Reputation: 1037
I have created a dataframe say df1. I cached this by using df1.cache(). How can I check whether this has been cached or not? Also is there a way so that I am able to see all my cached RDD's or dataframes.
Upvotes: 23
Views: 21036
Reputation: 505
The only sensible answer I've found is here:
https://stackoverflow.com/a/63037191/1524650
However, this uses an SparkSession.sharedState
which is marked as "Unstable":
It would seem that there's no good way to do this, then. You can check that Spark has been instructed to try to cache something, but there is no public API to check which objects are currently in cache.
Upvotes: 0
Reputation: 1164
You can retrieve the storage level of a RDD
since Spark 1.4 and since Spark 2.1 for DataFrame
.
val storageLevel = rdd.getStorageLevel
val storageLevel = dataframe.storageLevel
Then you can check where it's stored as follows:
val isCached: Boolean = storageLevel.useMemory || storageLevel.useDisk || storageLevel.useOffHeap
Upvotes: 4
Reputation: 2234
You can call getStorageLevel.useMemory
on the Dataframe and the RDD to find out if the dataset is in memory.
For the Dataframe do this:
scala> val df = Seq(1, 2).toDF()
df: org.apache.spark.sql.DataFrame = [value: int]
scala> df.storageLevel.useMemory
res1: Boolean = false
scala> df.cache()
res0: df.type = [value: int]
scala> df.storageLevel.useMemory
res1: Boolean = true
For the RDD do this:
scala> val rdd = sc.parallelize(Seq(1,2))

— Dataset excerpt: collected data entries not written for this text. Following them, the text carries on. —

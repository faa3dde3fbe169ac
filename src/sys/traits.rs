use async_trait::async_trait;
use secrecy::SecretString;
use serde::{Deserialize, Serialize};
use std::collections::BTreeMap;
use zeroize::{Zeroize, ZeroizeOnDrop};

use crate::error::AuthError;

// ==============================================================================
// 1. Login Wire Types (Consul `/v1/acl/login`)
// ==============================================================================

/// Body of a login call. The bearer token is scrubbed when the request drops.
#[derive(Serialize, Zeroize, ZeroizeOnDrop)]
#[serde(rename_all = "PascalCase")]
pub struct LoginRequest {
    #[zeroize(skip)]
    pub auth_method: String,
    pub bearer_token: String,
    /// Annotations stored on the minted token, e.g. `pod=default/podName`.
    #[zeroize(skip)]
    #[serde(skip_serializing_if = "BTreeMap::is_empty")]
    pub meta: BTreeMap<String, String>,
}

impl std::fmt::Debug for LoginRequest {
    fn fmt(&self, f: &mut std::fmt::Formatter<'_>) -> std::fmt::Result {
        f.debug_struct("LoginRequest")
            .field("auth_method", &self.auth_method)
            .field("bearer_token", &"[REDACTED]")
            .field("meta", &self.meta)
            .finish()
    }
}

/// Optional tenancy scoping for the login. Empty strings are treated as unset.
#[derive(Debug, Clone, Default, PartialEq, Eq)]
pub struct LoginOptions {
    pub namespace: Option<String>,
    pub partition: Option<String>,
}

impl LoginOptions {
    /// Query parameters Consul expects for the set scopes.
    pub fn query_pairs(&self) -> Vec<(&'static str, &str)> {
        let mut pairs = Vec::new();
        if let Some(ns) = self.namespace.as_deref().filter(|s| !s.is_empty()) {
            pairs.push(("ns", ns));
        }
        if let Some(partition) = self.partition.as_deref().filter(|s| !s.is_empty()) {
            pairs.push(("partition", partition));
        }
        pairs
    }
}

/// ACL token returned by a successful login.
///
/// Only the two identifiers are typed; roles, service identities, timestamps and
/// raft indices are carried untouched in `extra`.
#[derive(Deserialize)]
pub struct LoginResponse {
    #[serde(rename = "AccessorID", default)]
    pub accessor_id: Option<String>,
    #[serde(rename = "SecretID", default)]
    pub secret_id: Option<SecretString>,
    #[serde(flatten)]
    pub extra: serde_json::Map<String, serde_json::Value>,
}

impl std::fmt::Debug for LoginResponse {
    fn fmt(&self, f: &mut std::fmt::Formatter<'_>) -> std::fmt::Result {
        f.debug_struct("LoginResponse")
            .field("accessor_id", &self.accessor_id)
            .field("secret_id", &self.secret_id.as_ref().map(|_| "[REDACTED]"))
            .field("extra", &self.extra)
            .finish()
    }
}

// ==============================================================================
// 2. Login Endpoint Abstraction
// ==============================================================================

/// Handle to an endpoint that can mint ACL tokens from a bearer token.
/// One call to `login` is one request on the wire; implementations never retry.
#[async_trait]
pub trait AclLoginClient: Send + Sync {
    async fn login(
        &self,
        request: &LoginRequest,
        options: &LoginOptions,
    ) -> Result<LoginResponse, AuthError>;
}

#[cfg(test)]
mod tests {
    use super::*;
    use secrecy::ExposeSecret;
    use std::sync::Arc;

    fn _assert_send_sync<T: Send + Sync>() {}

    #[test]
    fn login_client_is_object_safe_send_sync() {
        _assert_send_sync::<Box<dyn AclLoginClient>>();
        _assert_send_sync::<Arc<dyn AclLoginClient>>();
    }

    #[test]
    fn request_serializes_with_consul_keys() {
        let request = LoginRequest {
            auth_method: "consul-k8s-auth-method".into(),
            bearer_token: "foo".into(),
            meta: BTreeMap::from([("pod".to_string(), "default/podName".to_string())]),
        };
        let body = serde_json::to_value(&request).unwrap();
        assert_eq!(
            body,
            serde_json::json!({
                "AuthMethod": "consul-k8s-auth-method",
                "BearerToken": "foo",
                "Meta": {"pod": "default/podName"}
            })
        );
    }

    #[test]
    fn empty_meta_is_omitted() {
        let request = LoginRequest {
            auth_method: "m".into(),
            bearer_token: "t".into(),
            meta: BTreeMap::new(),
        };
        let body = serde_json::to_value(&request).unwrap();
        assert!(body.get("Meta").is_none());
    }

    #[test]
    fn request_debug_hides_bearer_token() {
        let request = LoginRequest {
            auth_method: "m".into(),
            bearer_token: "super-secret-jwt".into(),
            meta: BTreeMap::new(),
        };
        let debug = format!("{:?}", request);
        assert!(!debug.contains("super-secret-jwt"));
        assert!(debug.contains("[REDACTED]"));
    }

    #[test]
    fn response_keeps_untyped_fields() {
        let response: LoginResponse = serde_json::from_str(
            r#"{"AccessorID":"926e2bd2","SecretID":"b78d37c7","Local":true,"CreateIndex":36}"#,
        )
        .unwrap();
        assert_eq!(response.accessor_id.as_deref(), Some("926e2bd2"));
        assert_eq!(
            response.secret_id.as_ref().map(|s| s.expose_secret().as_str()),
            Some("b78d37c7")
        );
        assert_eq!(response.extra["Local"], serde_json::json!(true));
        assert_eq!(response.extra["CreateIndex"], serde_json::json!(36));
        assert!(!format!("{:?}", response).contains("b78d37c7"));
    }

    #[test]
    fn response_without_secret_id_still_parses() {
        let response: LoginResponse = serde_json::from_str(r#"{"AccessorID":"a"}"#).unwrap();
        assert!(response.secret_id.is_none());
    }

    #[test]
    fn query_pairs_skip_unset_and_empty_scopes() {
        assert!(LoginOptions::default().query_pairs().is_empty());
        let blank = LoginOptions {
            namespace: Some(String::new()),
            partition: None,
        };
        assert!(blank.query_pairs().is_empty());

        let options = LoginOptions {
            namespace: Some("team-a".into()),
            partition: Some("edge".into()),
        };
        assert_eq!(
            options.query_pairs(),
            vec![("ns", "team-a"), ("partition", "edge")]
        );
    }
}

rdd: org.apache.spark.rdd.RDD[Int] = ParallelCollectionRDD[1] at parallelize at <console>:21
scala> rdd.getStorageLevel.useMemory
res9: Boolean = false
scala> rdd.cache()
res10: rdd.type = ParallelCollectionRDD[1] at parallelize at <console>:21
scala> rdd.getStorageLevel.useMemory
res11: Boolean = true
Upvotes: 22
Reputation: 51
In Java and Scala, following method could used to find all the persisted RDDs:
sparkContext.getPersistentRDDs()
Here is link to documentation.`
Looks like this method is not available in python yet:
https://issues.apache.org/jira/browse/SPARK-2141
But one could use this short-term hack:
sparkContext._jsc.getPersistentRDDs().items()
Upvotes: 4
Reputation: 960
Starting since Spark (Scala) 2.1.0, this can be checked for a dataframe as follows:
dataframe.storageLevel.useMemory
Upvotes: 8
Reputation: 355
@Arnab,
Did you find the function in Python?
Here is an example for DataFrame DF:
DF.cache() print DF.is_cached
Hope this helps.
Ram
Upvotes: 14